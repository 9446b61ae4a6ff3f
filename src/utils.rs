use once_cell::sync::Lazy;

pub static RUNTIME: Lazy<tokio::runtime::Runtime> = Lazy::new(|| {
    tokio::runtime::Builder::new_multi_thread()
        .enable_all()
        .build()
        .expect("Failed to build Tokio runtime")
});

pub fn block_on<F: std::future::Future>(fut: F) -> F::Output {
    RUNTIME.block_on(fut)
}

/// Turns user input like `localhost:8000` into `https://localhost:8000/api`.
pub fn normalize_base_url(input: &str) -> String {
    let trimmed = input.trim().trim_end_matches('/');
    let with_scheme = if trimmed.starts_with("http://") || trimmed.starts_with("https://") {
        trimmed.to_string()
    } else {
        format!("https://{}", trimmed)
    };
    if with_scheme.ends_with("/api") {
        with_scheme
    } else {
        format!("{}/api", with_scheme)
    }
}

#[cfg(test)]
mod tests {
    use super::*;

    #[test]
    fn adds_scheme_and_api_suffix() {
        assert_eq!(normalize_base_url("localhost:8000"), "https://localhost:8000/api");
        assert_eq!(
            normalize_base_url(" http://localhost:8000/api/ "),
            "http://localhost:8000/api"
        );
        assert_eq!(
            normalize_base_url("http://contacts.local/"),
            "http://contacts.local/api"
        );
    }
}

_TASK STATEMENT_
Using the data above, copy each line that contains "Lazy".

_TASK OUTPUT_
use once_cell::sync::Lazy;
pub static RUNTIME: Lazy<tokio::runtime::Runtime> = Lazy::new(|| {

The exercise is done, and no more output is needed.